Las opciones de tratamiento
El tratamiento habitual se basa en combinaciones de antibióticos. Tu médico adaptará la pauta según tu caso específico y la gravedad de la infección. Las opciones más comunes incluyen:
Doxiciclina + Rifampicina: 100 mg/600 mg diarios durante 6 semanas (primera opción en adultos)
Estreptomicina + Doxiciclina: 1 g/día inyectado durante 2-3 semanas, seguido de doxiciclina oral durante 6 semanas (alternativa en casos especiales)
Gentamicina + Doxiciclina: 5 mg/kg/día inyectado durante 7 días, seguido de doxiciclina oral durante 6 semanas (uso hospitalario; consulta médica especial si estás embarazada)
Después del tratamiento: la importancia del seguimiento
El tratamiento con antibióticos es eficaz, pero el riesgo de mortalidad es bajo cuando se trata correctamente. Sin embargo, las recaídas son frecuentes en casos no tratados adecuadamente. Por eso es fundamental:
Realizar controles serológicos y clínicos al mes, 3 meses y 6 meses después del tratamiento
Seguir exactamente las indicaciones médicas
No abandonar el seguimiento médico
Las recaídas pueden ocurrir en un 5-15% de los casos, así que la vigilancia es esencial.
¿Cómo prevenir la brucelosis y evitar problemas?
La prevención es siempre la mejor herramienta. El control definitivo de la brucelosis en humanos depende de la eliminación de la enfermedad en los animales domésticos, pero hay mucho que puedes hacer tú.
Medidas de prevención en tu día a día
Consume solo leche y derivados pasteurizados
Cocina bien la carne, especialmente si proviene de zonas de riesgo
Mantén controles veterinarios regulares en tus animales domésticos
Lávate las manos después de manipular animales
Usa equipos de protección individual si trabajas con animales o en laboratorio
Si ya has tenido brucelosis: medidas después del tratamiento
Sigue todas las revisiones médicas indicadas
Evita el contacto con animales infectados durante la recuperación
Informa a tu entorno si has estado expuesto, especialmente en el trabajo
Tu checklist de prevención:
- ✓ No consumas productos lácteos sin pasteurizar
- ✓ Usa EPI si trabajas con animales o en laboratorio
- ✓ Lávate las manos tras manipular animales
- ✓ Cocina la carne completamente
- ✓ Consulta al veterinario ante síntomas en tus animales
Tu salud depende de la información y la prevención
Conocer los síntomas y las vías de contagio de la brucelosis es fundamental para actuar a tiempo y protegerte. Si tienes dudas, recuerda que siempre puedes consultar con un profesional sanitario. Y si necesitas productos para tu salud y bienestar, en Promofarma encontrarás todo lo que necesitas. ¡Cuida de ti y de los tuyos con información, prevención y los mejores productos!
Preguntas frecuentes
¿Qué es la brucelosis?
Infección zoonótica causada por bacterias del género Brucella que afecta a animales y humanos.
¿Cómo se contagia?
Principalmente por consumo de leche o derivados sin pasteurizar, contacto directo con animales infectados y exposición laboral.

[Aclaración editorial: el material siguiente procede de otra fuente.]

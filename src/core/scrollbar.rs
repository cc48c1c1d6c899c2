//! Scrollbar geometry and pointer interaction.
//!
//! The controller never owns the scroll offset.  It turns pointer input into
//! a *requested* offset which the caller feeds through the same update path
//! as wheel and keyboard scrolling.

/// Scroll state the scrollbar is drawn against.
#[derive(Debug, Clone, Copy, PartialEq)]
pub struct ScrollMetrics {
    pub content_height: f64,
    pub viewport_height: f64,
    pub scroll_offset: f64,
}

impl ScrollMetrics {
    pub fn max_scroll(&self) -> f64 {
        (self.content_height - self.viewport_height).max(0.0)
    }
}

/// Thumb position within the track, in track units.
#[derive(Debug, Clone, Copy, PartialEq)]
pub struct Thumb {
    pub offset: f64,
    pub height: f64,
}

impl Thumb {
    pub fn contains(&self, y: f64) -> bool {
        y >= self.offset && y < self.offset + self.height
    }
}

#[derive(Debug, Clone)]
pub struct ScrollbarController {
    min_thumb: f64,
    track_height: f64,
    /// Pointer offset inside the thumb while a drag is active.
    grab: Option<f64>,
}

impl ScrollbarController {
    pub fn new(min_thumb: f64) -> Self {
        Self {
            min_thumb: min_thumb.max(0.0),
            track_height: 0.0,
            grab: None,
        }
    }

    pub fn set_track_height(&mut self, track_height: f64) {
        self.track_height = track_height.max(0.0);
    }

    pub fn is_dragging(&self) -> bool {
        self.grab.is_some()
    }

    /// Thumb geometry, or `None` when everything fits and the bar is hidden.
    pub fn thumb(&self, m: ScrollMetrics) -> Option<Thumb> {
        if m.content_height <= m.viewport_height || self.track_height <= 0.0 {
            return None;
        }
        let track = self.track_height;
        let height = (m.viewport_height / m.content_height * track)
            .max(self.min_thumb)
            .min(track);
        let max_scroll = m.max_scroll();
        let offset = if max_scroll > 0.0 {
            m.scroll_offset.clamp(0.0, max_scroll) / max_scroll * (track - height)
        } else {
            0.0
        };
        Some(Thumb { offset, height })
    }

    /// Pointer pressed at track position `y`.
    ///
    /// On the thumb this starts a drag and returns `None`.  On the bare
    /// track it returns the offset that centres the thumb under the pointer.
    pub fn pointer_down(&mut self, y: f64, m: ScrollMetrics) -> Option<f64> {
        let thumb = self.thumb(m)?;
        if thumb.contains(y) {
            self.grab = Some(y - thumb.offset);
            return None;
        }
        self.grab = None;
        Some(self.offset_for_thumb_top(y - thumb.height / 2.0, thumb.height, m))
    }

    /// Pointer moved to track position `y`; returns the new offset while a
    /// drag is active.  `y` may lie outside the track.
    pub fn pointer_move(&mut self, y: f64, m: ScrollMetrics) -> Option<f64> {
        let grab = self.grab?;
        let thumb = self.thumb(m)?;
        Some(self.offset_for_thumb_top(y - grab, thumb.height, m))
    }

    /// Pointer released anywhere.
    pub fn pointer_up(&mut self) {
        self.grab = None;
    }

    fn offset_for_thumb_top(&self, top: f64, thumb_height: f64, m: ScrollMetrics) -> f64 {
        let travel = (self.track_height - thumb_height).max(0.0);
        if travel <= 0.0 {
            return 0.0;
        }
        top.clamp(0.0, travel) / travel * m.max_scroll()
    }
}

#[cfg(test)]
mod tests {
    use super::*;

    fn metrics(scroll_offset: f64) -> ScrollMetrics {
        // 1000 rows × 24 = 24000 content, 240 viewport.
        ScrollMetrics {
            content_height: 24_000.0,
            viewport_height: 240.0,
            scroll_offset,
        }
    }

    fn controller() -> ScrollbarController {
        let mut bar = ScrollbarController::new(20.0);
        bar.set_track_height(240.0);
        bar
    }

    #[test]
    fn hidden_when_content_fits() {
        let bar = controller();
        let fits = ScrollMetrics {
            content_height: 240.0,
            viewport_height: 240.0,
            scroll_offset: 0.0,
        };
        assert_eq!(bar.thumb(fits), None);
    }

    #[test]
    fn thumb_respects_minimum_height() {
        let bar = controller();
        let thumb = bar.thumb(metrics(0.0)).expect("visible");
        // Proportional height would be 2.4; the minimum wins.
        assert_eq!(thumb.height, 20.0);
        assert_eq!(thumb.offset, 0.0);
    }

    #[test]
    fn thumb_travels_to_track_end() {
        let bar = controller();
        let max = metrics(0.0).max_scroll();
        let thumb = bar.thumb(metrics(max)).expect("visible");
        assert_eq!(thumb.offset, 220.0);

        let half = bar.thumb(metrics(max / 2.0)).expect("visible");
        assert!((half.offset - 110.0).abs() < 1e-9);
    }

    #[test]
    fn proportional_thumb_height() {
        let mut bar = ScrollbarController::new(1.0);
        bar.set_track_height(100.0);
        let m = ScrollMetrics {
            content_height: 400.0,
            viewport_height: 100.0,
            scroll_offset: 0.0,
        };
        assert_eq!(bar.thumb(m).map(|t| t.height), Some(25.0));
    }

    #[test]
    fn drag_keeps_grab_point_under_pointer() {
        let mut bar = controller();
        let max = metrics(0.0).max_scroll();

        // Grab the thumb 5 units below its top.
        assert_eq!(bar.pointer_down(5.0, metrics(0.0)), None);
        assert!(bar.is_dragging());

        let offset = bar.pointer_move(115.0, metrics(0.0)).expect("dragging");
        // Thumb top lands at 110 of 220 travel → halfway.
        assert!((offset - max / 2.0).abs() < 1e-6);
    }

    #[test]
    fn drag_clamps_outside_track() {
        let mut bar = controller();
        let max = metrics(0.0).max_scroll();
        bar.pointer_down(5.0, metrics(0.0));

        assert_eq!(bar.pointer_move(-500.0, metrics(0.0)), Some(0.0));
        assert_eq!(bar.pointer_move(10_000.0, metrics(0.0)), Some(max));
    }

    #[test]
    fn pointer_up_ends_drag() {
        let mut bar = controller();
        bar.pointer_down(5.0, metrics(0.0));
        bar.pointer_up();
        assert!(!bar.is_dragging());
        assert_eq!(bar.pointer_move(100.0, metrics(0.0)), None);
    }

    #[test]
    fn track_click_jumps_to_pointer() {
        let mut bar = controller();
        let max = metrics(0.0).max_scroll();

        // Centre of the track → thumb centred there → halfway.
        let offset = bar.pointer_down(120.0, metrics(0.0)).expect("track click");
        assert!((offset - max / 2.0).abs() < 1e-6);
        assert!(!bar.is_dragging());

        let end = bar.pointer_down(239.0, metrics(0.0)).expect("track click");
        assert_eq!(end, max);
    }

    #[test]
    fn no_interaction_when_hidden() {
        let mut bar = controller();
        let fits = ScrollMetrics {
            content_height: 100.0,
            viewport_height: 240.0,
            scroll_offset: 0.0,
        };
        assert_eq!(bar.pointer_down(10.0, fits), None);
        assert!(!bar.is_dragging());
    }
}
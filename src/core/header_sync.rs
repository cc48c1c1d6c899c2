//! One-way horizontal scroll mirror from the row area onto the column header.
//!
//! The row area owns the horizontal offset; the header only ever copies it.

#[derive(Debug, Clone, Default)]
pub struct HeaderSync {
    header_left: u16,
}

impl HeaderSync {
    pub fn new() -> Self {
        Self::default()
    }

    /// Mirror the content's new horizontal offset.  Returns `false` (and
    /// writes nothing) when the header already shows that offset.
    pub fn on_content_scroll(&mut self, scroll_left: u16) -> bool {
        if self.header_left == scroll_left {
            return false;
        }
        self.header_left = scroll_left;
        true
    }

    pub fn header_left(&self) -> u16 {
        self.header_left
    }
}
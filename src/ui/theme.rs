//! Colour palette and text styles used across the UI.

use ratatui::style::{Color, Modifier, Style};

/// Central theme — change colours here and they propagate everywhere.
pub struct Theme;

impl Theme {
    // ── result rows ────────────────────────────────────────────
    pub fn dir_style() -> Style {
        Style::default()
            .fg(Color::Cyan)
            .add_modifier(Modifier::BOLD)
    }

    pub fn file_style() -> Style {
        Style::default().fg(Color::White)
    }

    pub fn symlink_style() -> Style {
        Style::default().fg(Color::Magenta)
    }

    /// Secondary columns (path, size, dates).
    pub fn detail_style() -> Style {
        Style::default().fg(Color::Gray)
    }

    /// Rows whose metadata hasn't arrived (or failed).
    pub fn placeholder_style() -> Style {
        Style::default()
            .fg(Color::DarkGray)
            .add_modifier(Modifier::DIM)
    }

    pub fn selected_style() -> Style {
        Style::default()
            .bg(Color::DarkGray)
            .add_modifier(Modifier::BOLD)
    }

    // ── header ─────────────────────────────────────────────────
    pub fn header_style() -> Style {
        Style::default()
            .fg(Color::Black)
            .bg(Color::Gray)
            .add_modifier(Modifier::BOLD)
    }

    pub fn header_sorted_style() -> Style {
        Style::default()
            .fg(Color::Black)
            .bg(Color::Green)
            .add_modifier(Modifier::BOLD)
    }

    pub fn header_disabled_style() -> Style {
        Style::default().fg(Color::DarkGray).bg(Color::Gray)
    }

    // ── scrollbar ──────────────────────────────────────────────
    pub fn track_style() -> Style {
        Style::default().fg(Color::DarkGray)
    }

    pub fn thumb_style() -> Style {
        Style::default().fg(Color::White)
    }

    // ── chrome ─────────────────────────────────────────────────
    pub fn search_label_style(focused: bool) -> Style {
        let style = Style::default().add_modifier(Modifier::BOLD);
        if focused {
            style.fg(Color::Yellow)
        } else {
            style.fg(Color::Green)
        }
    }

    pub fn status_bar_style() -> Style {
        Style::default().bg(Color::DarkGray).fg(Color::White)
    }

    pub fn activity_style() -> Style {
        Style::default()
            .fg(Color::Yellow)
            .add_modifier(Modifier::BOLD)
    }

    pub fn error_style() -> Style {
        Style::default()
            .fg(Color::Red)
            .add_modifier(Modifier::BOLD)
    }
}
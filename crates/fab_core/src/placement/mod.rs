//! Placement: the instance-to-slot bijection, its cost model, the greedy
//! seeder, and the simulated-annealing refiner.

pub mod anneal;
pub mod cost;
pub mod greedy;
pub mod state;

pub use anneal::{refine, SaTick};
pub use cost::total_cost;
pub use state::PlacementState;
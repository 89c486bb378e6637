//! The closed set of fatal error kinds and the crate-wide `Result` alias.
//!
//! Every core entry point returns [`FabResult`]. None of these kinds is
//! retried or swallowed internally; a fatal error always aborts the current
//! run and no partial artefact is written.

use thiserror::Error;

/// The `Result` alias returned by every fallible core entry point.
pub type FabResult<T> = Result<T, FatalError>;

/// A fatal error raised by the placement engine.
///
/// Each variant identifies the offending entity (a slot id or instance name)
/// and carries a short remediation hint, so a fatal error can always be
/// rendered as a single diagnostic line naming the kind, the offending
/// entity, and how to fix it.
#[derive(Debug, Error)]
pub enum FatalError {
    /// Raised by the fabric model: duplicate slot id, out-of-bounds
    /// coordinate, or an empty fabric.
    #[error("invalid fabric: {detail} ({hint})")]
    InvalidFabric {
        /// What was wrong (e.g. "duplicate slot id 7").
        detail: String,
        /// A short remediation hint.
        hint: String,
    },

    /// Raised by the netlist model: dangling pin reference, duplicate
    /// instance name, or a net with no driver.
    #[error("invalid netlist: {detail} ({hint})")]
    InvalidNetlist {
        /// What was wrong (e.g. "net 'n1' has no driver").
        detail: String,
        /// A short remediation hint.
        hint: String,
    },

    /// Raised by the greedy seeder: no kind-compatible free slot exists for
    /// a required instance.
    #[error("instance '{instance}' could not be placed ({hint})")]
    UnplaceableInstance {
        /// The instance that could not be placed.
        instance: String,
        /// A short remediation hint.
        hint: String,
    },

    /// Raised when binding a pre-placed instance to its declared slot:
    /// the instance's cell kind does not match the slot's kind.
    #[error("kind mismatch binding instance '{instance}' to slot {slot} ({hint})")]
    KindMismatch {
        /// The instance involved.
        instance: String,
        /// The slot involved.
        slot: u32,
        /// A short remediation hint.
        hint: String,
    },

    /// Raised by H-tree CTS: no fabric slot remains to host a required
    /// buffer.
    #[error("no slot available for clock buffer '{buffer}' ({hint})")]
    NoBufferSlot {
        /// The name of the buffer that could not be placed.
        buffer: String,
        /// A short remediation hint.
        hint: String,
    },

    /// Raised by the ECO rewriter: a rename collision, or a DFF instance
    /// lacking a slot binding.
    #[error("ECO conflict: {detail} ({hint})")]
    EcoConflict {
        /// What was wrong (e.g. "slot_42 bound to two instances").
        detail: String,
        /// A short remediation hint.
        hint: String,
    },
}

#[cfg(test)]
mod tests {
    use super::*;

    #[test]
    fn display_invalid_fabric() {
        let err = FatalError::InvalidFabric {
            detail: "duplicate slot id 7".into(),
            hint: "ensure slot ids are unique".into(),
        };
        assert_eq!(
            format!("{err}"),
            "invalid fabric: duplicate slot id 7 (ensure slot ids are unique)"
        );
    }

    #[test]
    fn display_unplaceable_instance() {
        let err = FatalError::UnplaceableInstance {
            instance: "dff_3".into(),
            hint: "add more DFF slots to the fabric".into(),
        };
        assert_eq!(
            format!("{err}"),
            "instance 'dff_3' could not be placed (add more DFF slots to the fabric)"
        );
    }

    #[test]
    fn display_kind_mismatch() {
        let err = FatalError::KindMismatch {
            instance: "lut_0".into(),
            slot: 12,
            hint: "LOGIC instances cannot bind to DFF slots".into(),
        };
        assert_eq!(
            format!("{err}"),
            "kind mismatch binding instance 'lut_0' to slot 12 (LOGIC instances cannot bind to DFF slots)"
        );
    }

    #[test]
    fn display_eco_conflict() {
        let err = FatalError::EcoConflict {
            detail: "slot_5 bound to two instances".into(),
            hint: "rebind instances to distinct slots before rewriting".into(),
        };
        assert!(format!("{err}").starts_with("ECO conflict:"));
    }

    #[test]
    fn result_alias_ok_path() {
        let r: FabResult<i32> = Ok(42);
        assert!(r.is_ok());
        assert_eq!(r.ok(), Some(42));
    }

    #[test]
    fn result_alias_err_path() {
        let r: FabResult<i32> = Err(FatalError::NoBufferSlot {
            buffer: "buf_1".into(),
            hint: "widen the fabric or raise max_fanout".into(),
        });
        assert!(r.is_err());
    }
}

¿Cuáles son los síntomas iniciales?
Fiebre, sudoración nocturna, malestar general y dolores articulares o musculares.
¿Cómo se diagnostica?
Mediante serologías específicas y hemocultivos; el médico valorará pruebas según el caso.
¿Cuál es el tratamiento habitual?
Tratamiento con antibióticos combinados durante varias semanas según pauta médica; seguimiento para evitar recaídas.
¿Se transmite entre personas?
La transmisión persona a persona es excepcional; el riesgo principal es zoonótico.
¿Qué hago si sospecho infección?
Consultar a un profesional sanitario y comunicar la exposición a animales o consumo de productos no pasteurizados.
¿Cómo prevenirla?
Consumir solo lácteos pasteurizados, usar EPI en el trabajo con animales y cocinar bien la carne.